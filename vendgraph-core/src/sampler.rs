//! Distance configuration and sampling.
//!
//! Distances are drawn uniformly from `[min_distance, max_distance)` meters
//! with a fixed number of fractional digits. The whole-meter part and the
//! fractional part are drawn independently so every representable value in
//! the range is equally likely.

use rand::Rng;

use crate::{Result, error::GeneratorError};

/// Default lower bound (inclusive) for sampled distances, in meters.
pub const DEFAULT_MIN_DISTANCE: u32 = 30;
/// Default upper bound (exclusive) for sampled distances, in meters.
pub const DEFAULT_MAX_DISTANCE: u32 = 500;
/// Default number of fractional digits on sampled distances.
pub const DEFAULT_PRECISION: u32 = 2;
/// Largest supported number of fractional digits.
pub const MAX_PRECISION: u32 = 6;

/// Validated range and resolution of generated edge weights.
///
/// # Examples
/// ```
/// use vendgraph_core::DistanceBounds;
///
/// let bounds = DistanceBounds::default();
/// assert_eq!(bounds.min_distance(), 30);
/// assert_eq!(bounds.max_distance(), 500);
/// assert_eq!(bounds.precision(), 2);
/// assert!(bounds.contains(30.0));
/// assert!(!bounds.contains(500.0));
/// ```
#[derive(Debug, Clone, Copy, PartialEq, Eq)]
pub struct DistanceBounds {
    min_distance: u32,
    max_distance: u32,
    precision: u32,
}

impl Default for DistanceBounds {
    fn default() -> Self {
        Self {
            min_distance: DEFAULT_MIN_DISTANCE,
            max_distance: DEFAULT_MAX_DISTANCE,
            precision: DEFAULT_PRECISION,
        }
    }
}

impl DistanceBounds {
    /// Validates and constructs distance bounds.
    ///
    /// # Errors
    /// Returns [`GeneratorError::InvalidDistanceBounds`] unless
    /// `0 < min_distance < max_distance`, and
    /// [`GeneratorError::InvalidPrecision`] when `precision` exceeds
    /// [`MAX_PRECISION`].
    ///
    /// # Examples
    /// ```
    /// use vendgraph_core::{DistanceBounds, GeneratorError};
    ///
    /// assert!(DistanceBounds::new(10, 20, 1).is_ok());
    /// assert_eq!(
    ///     DistanceBounds::new(20, 20, 1),
    ///     Err(GeneratorError::InvalidDistanceBounds { min: 20, max: 20 }),
    /// );
    /// ```
    pub fn new(min_distance: u32, max_distance: u32, precision: u32) -> Result<Self> {
        if min_distance == 0 || max_distance <= min_distance {
            return Err(GeneratorError::InvalidDistanceBounds {
                min: min_distance,
                max: max_distance,
            });
        }
        if precision > MAX_PRECISION {
            return Err(GeneratorError::InvalidPrecision {
                got: precision,
                max: MAX_PRECISION,
            });
        }
        Ok(Self {
            min_distance,
            max_distance,
            precision,
        })
    }

    /// Inclusive lower bound in meters.
    #[must_use]
    pub const fn min_distance(&self) -> u32 {
        self.min_distance
    }

    /// Exclusive upper bound in meters.
    #[must_use]
    pub const fn max_distance(&self) -> u32 {
        self.max_distance
    }

    /// Number of fractional digits carried by sampled distances.
    #[must_use]
    pub const fn precision(&self) -> u32 {
        self.precision
    }

    /// Returns `true` when `weight` lies in `[min_distance, max_distance)`.
    #[must_use]
    pub fn contains(&self, weight: f64) -> bool {
        weight >= f64::from(self.min_distance) && weight < f64::from(self.max_distance)
    }

    /// Number of fractional steps per meter, `10^precision`.
    const fn steps_per_meter(&self) -> u32 {
        10_u32.pow(self.precision)
    }
}

/// Draws edge weights within a set of [`DistanceBounds`].
///
/// # Examples
/// ```
/// use rand::{SeedableRng, rngs::SmallRng};
/// use vendgraph_core::{DistanceBounds, DistanceSampler};
///
/// let sampler = DistanceSampler::new(DistanceBounds::default());
/// let mut rng = SmallRng::seed_from_u64(7);
/// let distance = sampler.sample(&mut rng);
/// assert!((30.0..500.0).contains(&distance));
/// assert!(((distance * 100.0).round() - distance * 100.0).abs() < 1e-6);
/// ```
#[derive(Debug, Clone, Copy, PartialEq, Eq, Default)]
pub struct DistanceSampler {
    bounds: DistanceBounds,
}

impl DistanceSampler {
    /// Creates a sampler drawing from `bounds`.
    #[must_use]
    pub const fn new(bounds: DistanceBounds) -> Self {
        Self { bounds }
    }

    /// Bounds this sampler draws from.
    #[must_use]
    pub const fn bounds(&self) -> &DistanceBounds {
        &self.bounds
    }

    /// Draws one distance from `rng`.
    pub fn sample<R: Rng + ?Sized>(&self, rng: &mut R) -> f64 {
        let meters = rng.gen_range(self.bounds.min_distance..self.bounds.max_distance);
        let steps = self.bounds.steps_per_meter();
        let fraction = rng.gen_range(0..steps);
        f64::from(meters) + f64::from(fraction) / f64::from(steps)
    }
}

#[cfg(test)]
mod tests {
    use super::*;

    use rand::{SeedableRng, rngs::SmallRng};
    use rstest::rstest;

    #[rstest]
    #[case::zero_minimum(0, 10)]
    #[case::empty_range(10, 10)]
    #[case::inverted_range(50, 10)]
    fn new_rejects_invalid_ranges(#[case] min: u32, #[case] max: u32) {
        let err = DistanceBounds::new(min, max, 2).expect_err("range must be rejected");
        assert_eq!(err, GeneratorError::InvalidDistanceBounds { min, max });
    }

    #[rstest]
    fn new_rejects_excessive_precision() {
        let err = DistanceBounds::new(30, 500, MAX_PRECISION + 1).expect_err("precision");
        assert_eq!(
            err,
            GeneratorError::InvalidPrecision {
                got: MAX_PRECISION + 1,
                max: MAX_PRECISION,
            }
        );
    }

    #[rstest]
    #[case(0)]
    #[case(2)]
    #[case(MAX_PRECISION)]
    fn samples_stay_in_range_with_requested_resolution(#[case] precision: u32) {
        let bounds = DistanceBounds::new(30, 500, precision).expect("bounds are valid");
        let sampler = DistanceSampler::new(bounds);
        let mut rng = SmallRng::seed_from_u64(1234);
        let scale = 10_f64.powi(i32::try_from(precision).expect("small precision"));
        for _ in 0..2_000 {
            let distance = sampler.sample(&mut rng);
            assert!(bounds.contains(distance), "{distance} escaped the bounds");
            let scaled = distance * scale;
            assert!((scaled.round() - scaled).abs() < 1e-6, "{distance} has extra digits");
        }
    }

    #[rstest]
    fn samples_cover_the_whole_range() {
        let bounds = DistanceBounds::new(1, 3, 1).expect("bounds are valid");
        let sampler = DistanceSampler::new(bounds);
        let mut rng = SmallRng::seed_from_u64(99);
        let samples: Vec<f64> = (0..1_000).map(|_| sampler.sample(&mut rng)).collect();
        assert!(samples.iter().any(|value| *value < 1.5));
        assert!(samples.iter().any(|value| *value >= 2.5));
        assert!(samples.iter().all(|value| (1.0..3.0).contains(value)));
    }
}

Task to carry out
What you give back should be exactly the lines of the data above from the line with "lower bound in meters." through the line with "pub fn contains(&self, weight: f64)", both of those included, and nothing more.

Written answer
    /// Inclusive lower bound in meters.
    #[must_use]
    pub const fn min_distance(&self) -> u32 {
        self.min_distance
    }

    /// Exclusive upper bound in meters.
    #[must_use]
    pub const fn max_distance(&self) -> u32 {
        self.max_distance
    }

    /// Number of fractional digits carried by sampled distances.
    #[must_use]
    pub const fn precision(&self) -> u32 {
        self.precision
    }

    /// Returns `true` when `weight` lies in `[min_distance, max_distance)`.
    #[must_use]
    pub fn contains(&self, weight: f64) -> bool {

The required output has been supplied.